Segundo um levantamento da Organização para Inovação em Biotecnologia (BIO), o único antiviral novo que já recebeu aprovação definitiva para uso é o rendesivir, da empresa Gilead, mas seu desempenho foi tão sutil que a droga não foi endossada pela Organização Mundial da Saúde (OMS).

Uma outra droga reaproveitada de pesquisas anteriores, o molnupiravir, da multinacional Merck, está agora em fase 3 de pesquisa e atrai mais expectativa.

Mas a galeria dos derrotados, que não conseguiram demonstrar nenhuma eficácia ou desistiram por outros motivos, é grande. Estão nela várias drogas preexistentes usadas em outras doenças, sendo o caso mais famoso a hidroxicloroquina, usada para malária. É por esse motivo que médicos ainda não reconhecem que exista algo como um “tratamento precoce” contra a Covid-19.

Segundo Mauro Schechter, professor titular de infectologia da UFRJ, a insistência na busca de uma droga com essas características é mais do que justificada.

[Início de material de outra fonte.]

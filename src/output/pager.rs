//! Interactive failure pager
//!
//! Shows one failure at a time with a preview of the failing source, and
//! lets the user step through failures, open them in an editor, mark them
//! as fixed or rerun them. The terminal is only in raw mode while a key is
//! being read.

use anyhow::{Context, Result};
use crossterm::cursor::MoveTo;
use crossterm::event::{self, Event, KeyCode, KeyEvent, KeyEventKind, KeyModifiers};
use crossterm::queue;
use crossterm::terminal::{self, Clear, ClearType};
use std::io::{self, Write};
use std::process::Command;

use tracing::{debug, warn};

use super::color::{strip, Color, ColorName};
use super::editor;
use super::formatter::{summary, JsonReport};
use crate::models::{Failure, Reporter};
use crate::utils::source;

/// Lines shown on each side of the failing line
const PREVIEW_CONTEXT: usize = 5;

const HELP: &str =
    "j (next) / k (previous) / o (open in editor) / f (mark as fixed) / r (rerun test) / q (quit)";

/// A pager command
#[derive(Clone, Copy, Debug, PartialEq, Eq)]
pub enum Action {
    Next,
    Previous,
    Open,
    Fix,
    Rerun,
    Quit,
}

impl Action {
    pub fn from_key(key: KeyEvent) -> Option<Self> {
        if key.modifiers.contains(KeyModifiers::CONTROL) && key.code == KeyCode::Char('c') {
            return Some(Action::Quit);
        }

        match key.code {
            KeyCode::Char('j') | KeyCode::Down => Some(Action::Next),
            KeyCode::Char('k') | KeyCode::Up => Some(Action::Previous),
            KeyCode::Char('o') => Some(Action::Open),
            KeyCode::Char('f') => Some(Action::Fix),
            KeyCode::Char('r') => Some(Action::Rerun),
            KeyCode::Char('q') | KeyCode::Esc => Some(Action::Quit),
            _ => None,
        }
    }
}

/// Reruns a single failing test
pub trait Rerun {
    fn rerun(&self, failure: &Failure) -> Result<Reporter>;
}

/// Reruns a test in a fresh process, so that a rebuilt binary picks up
/// source edits
pub struct CommandRerunner {
    argv: Vec<String>,
}

impl CommandRerunner {
    /// `argv` is the program and its leading arguments; the current
    /// executable when `None`
    pub fn new(argv: Option<Vec<String>>) -> Result<Self> {
        let argv = match argv {
            Some(argv) if !argv.is_empty() => argv,
            _ => {
                let exe = std::env::current_exe().context("Failed to locate current executable")?;
                vec![exe.display().to_string()]
            }
        };
        Ok(Self { argv })
    }

    fn command(&self, failure: &Failure) -> Command {
        let target = format!("{}::{}", failure.class_name, failure.test_name);
        let mut command = Command::new(&self.argv[0]);
        command.args(&self.argv[1..]).args([
            "--only",
            target.as_str(),
            "--plain",
            "--format",
            "json",
            "--no-color",
        ]);
        command
    }
}

impl Rerun for CommandRerunner {
    fn rerun(&self, failure: &Failure) -> Result<Reporter> {
        debug!("Rerunning {}::{}", failure.class_name, failure.test_name);
        let output = self
            .command(failure)
            .output()
            .with_context(|| format!("Failed to run {}", self.argv[0]))?;

        parse_rerun_output(&output.stdout).with_context(|| {
            format!(
                "Rerun produced no report: {}",
                String::from_utf8_lossy(&output.stderr).trim()
            )
        })
    }
}

/// The report is the last JSON object on stdout; anything the test printed
/// comes before it
pub(crate) fn parse_rerun_output(stdout: &[u8]) -> Result<Reporter> {
    let text = String::from_utf8_lossy(stdout);
    let start = text
        .rfind("\n{")
        .map(|index| index + 1)
        .or_else(|| text.starts_with('{').then_some(0))
        .context("no JSON report in output")?;

    let report: JsonReport = serde_json::from_str(text[start..].trim())?;
    Ok(report.reporter)
}

/// What the pager is looking at. Kept free of terminal I/O.
#[derive(Debug)]
pub struct PagerState {
    reporter: Reporter,
    current: usize,
    status: Option<String>,
    color: Color,
}

impl PagerState {
    pub fn new(reporter: Reporter, color: Color) -> Self {
        Self {
            reporter,
            current: 0,
            status: None,
            color,
        }
    }

    pub fn current(&self) -> usize {
        self.current
    }

    pub fn current_failure(&self) -> Option<&Failure> {
        self.reporter.failures().get(self.current)
    }

    pub fn status(&self) -> Option<&str> {
        self.status.as_deref()
    }

    pub fn set_status(&mut self, status: impl Into<String>) {
        self.status = Some(status.into());
    }

    pub fn take_status(&mut self) -> Option<String> {
        self.status.take()
    }

    pub fn reporter(&self) -> &Reporter {
        &self.reporter
    }

    pub fn into_reporter(self) -> Reporter {
        self.reporter
    }

    /// Nothing left to page through
    pub fn is_done(&self) -> bool {
        self.reporter.failures().is_empty()
    }

    pub fn next(&mut self) {
        if self.current + 1 < self.reporter.failures().len() {
            self.current += 1;
        }
    }

    pub fn previous(&mut self) {
        self.current = self.current.saturating_sub(1);
    }

    /// Drop the current failure and count its test as passed
    pub fn fix(&mut self) {
        if self.reporter.mark_fixed(self.current).is_some() {
            let last = self.reporter.failures().len().saturating_sub(1);
            self.current = self.current.min(last);
        }
    }

    /// Take in the result of rerunning the current failure
    pub fn apply_rerun(&mut self, rerun: Reporter) {
        match rerun.failures().first() {
            None => {
                self.status = Some(format!(
                    "{}. Press f to remove from list",
                    self.color.paint("Fixed", ColorName::Green)
                ));
            }
            Some(failure) => {
                self.reporter.replace_failure(self.current, failure.clone());
                self.status = Some(self.color.paint("Still failing", ColorName::Red));
            }
        }
    }
}

/// Source lines around a failure: `(line number, text)`, with the message
/// inserted under the failing line (that entry has no number)
pub fn preview(failure: &Failure) -> io::Result<Vec<(Option<u32>, String)>> {
    let lines = source::read_lines(&failure.file)?;
    let index = (failure.line as usize).saturating_sub(1);
    if index >= lines.len() {
        return Err(io::Error::new(
            io::ErrorKind::InvalidData,
            format!("{} has no line {}", failure.file, failure.line),
        ));
    }

    let failing = &lines[index];
    let indentation = &failing[..failing.len() - failing.trim_start().len()];
    let marker = format!("{indentation}^^^ {}", strip(&failure.message));

    let start = index.saturating_sub(PREVIEW_CONTEXT);
    let end = (index + PREVIEW_CONTEXT + 1).min(lines.len());

    let mut window = Vec::with_capacity(end - start + 1);
    for (offset, line) in lines[start..end].iter().enumerate() {
        let number = start + offset;
        window.push((Some(number as u32 + 1), line.clone()));
        if number == index {
            window.push((None, marker.clone()));
        }
    }
    Ok(window)
}

/// The interactive renderer
pub struct Pager {
    state: PagerState,
    elapsed_secs: f64,
    editor: Option<String>,
    rerunner: Box<dyn Rerun + Send>,
}

impl Pager {
    pub fn new(
        reporter: Reporter,
        elapsed_secs: f64,
        color: Color,
        editor: Option<String>,
        rerunner: Box<dyn Rerun + Send>,
    ) -> Self {
        Self {
            state: PagerState::new(reporter, color),
            elapsed_secs,
            editor,
            rerunner,
        }
    }

    /// Page until the user quits or every failure is fixed; returns the
    /// reporter with the user's fixes applied
    pub fn run(mut self) -> Result<Reporter> {
        let mut stdout = io::stdout();

        loop {
            self.header(&mut stdout)?;

            if self.state.is_done() {
                writeln!(stdout, "All tests passed")?;
                stdout.flush()?;
                break;
            }

            self.file_preview(&mut stdout)?;
            self.footer(&mut stdout)?;

            let Some(action) = read_action()? else {
                continue;
            };
            if !self.handle(action) {
                break;
            }
        }

        Ok(self.state.into_reporter())
    }

    /// Apply one action; false once the user quits
    fn handle(&mut self, action: Action) -> bool {
        match action {
            Action::Next => self.state.next(),
            Action::Previous => self.state.previous(),
            Action::Fix => self.state.fix(),
            Action::Open => self.open_editor(),
            Action::Rerun => self.rerun_failure(),
            Action::Quit => return false,
        }
        true
    }

    fn header(&self, out: &mut impl Write) -> Result<()> {
        let width = terminal::size().map(|(cols, _)| cols).unwrap_or(80);
        let bar = "=".repeat(width as usize);

        queue!(out, Clear(ClearType::All), MoveTo(0, 0))?;
        write!(
            out,
            "{bar}\n{}\n{bar}\n",
            summary(self.state.reporter(), self.elapsed_secs, false)
        )?;
        Ok(())
    }

    fn file_preview(&mut self, out: &mut impl Write) -> Result<()> {
        let Some(failure) = self.state.current_failure() else {
            return Ok(());
        };

        match preview(failure) {
            Ok(lines) => {
                for (number, text) in lines {
                    match number {
                        Some(number) => writeln!(out, "{number:>5} | {text}")?,
                        None => writeln!(out, "      | {text}")?,
                    }
                }
            }
            Err(err) => {
                warn!("Failed to preview {}: {}", failure.file, err);
                let status = format!("Cannot preview {}: {err}", failure.file);
                self.state.set_status(status);
            }
        }
        Ok(())
    }

    fn footer(&mut self, out: &mut impl Write) -> Result<()> {
        writeln!(out)?;
        if let Some(status) = self.state.take_status() {
            writeln!(out, "{status}")?;
        }
        if let Some(failure) = self.state.current_failure() {
            writeln!(
                out,
                "[{}/{}] {failure}",
                self.state.current() + 1,
                self.state.reporter().failures().len()
            )?;
        }
        write!(out, "\n{HELP}\n")?;
        out.flush()?;
        Ok(())
    }

    fn open_editor(&mut self) {
        let Some(failure) = self.state.current_failure() else {
            return;
        };

        if let Err(err) = editor::open(self.editor.as_deref(), &failure.file, failure.line) {
            warn!("Failed to open editor: {}", err);
            self.state.set_status(err.to_string());
        }
    }

    fn rerun_failure(&mut self) {
        let Some(failure) = self.state.current_failure().cloned() else {
            return;
        };

        match self.rerunner.rerun(&failure) {
            Ok(reporter) => self.state.apply_rerun(reporter),
            Err(err) => {
                warn!("Rerun of {} failed: {:#}", failure.test_name, err);
                self.state.set_status(format!("Rerun failed: {err:#}"));
            }
        }
    }
}

/// Block for one key press in raw mode
fn read_action() -> Result<Option<Action>> {
    terminal::enable_raw_mode()?;
    let event = loop {
        match event::read() {
            Ok(Event::Key(key)) if key.kind == KeyEventKind::Press => break Ok(key),
            Ok(_) => continue,
            Err(err) => break Err(err),
        }
    };
    terminal::disable_raw_mode()?;

    Ok(Action::from_key(event?))
}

— Se aparecer um comprimido que seja capaz de combater o vírus de forma a afetar a progressão da doença e a abortar a transmissão, isso teria um impacto enorme — diz o cientista. — Para isso, é preciso encontrar alguma coisa no ciclo vital do agente infeccioso que bloqueie o seu processo de replicação e ao mesmo tempo não interfira em processos do organismo humano, de forma a minimizar a probabilidade de toxicidade.

Antiinflamatórios

Apesar da dificuldade de se criar um antiviral de ação específica que possa ser consumido na forma simples de uma pílula, a indústria farmacêutica conseguiu avançar bastante na pesquisa de medicamentos secundários. Os principais são os antiinflamatórios, para controlar a reação imune às vezes provocada pelo coronavírus, e medicamentos de suporte para função pulmonar ou cardiovascular, afetadas pelo patógeno.

A própria OMS encerrou sua iniciativa global de apoio a testes clínicos de antivirais e desviou o foco para medicamentos corticoides e outros que têm ajudado a salvar vidas em UTIs, controlando processos inflamatórios para deixar o próprio sistema imune dos pacientes trabalhar contra o vírus.

Apesar de o avanço clínico não depender exclusivamente do surgimento de um antiviral, porém, a julgar pela quantidade de pesquisas ainda em estágio inicial, cientistas e indústria farmacêutica continuam apostando nessa classe de droga. A BIO contabiliza agora 176 drogas em estágio pré-clínico de desenvolvimento contra 143 de todos os outros tipos.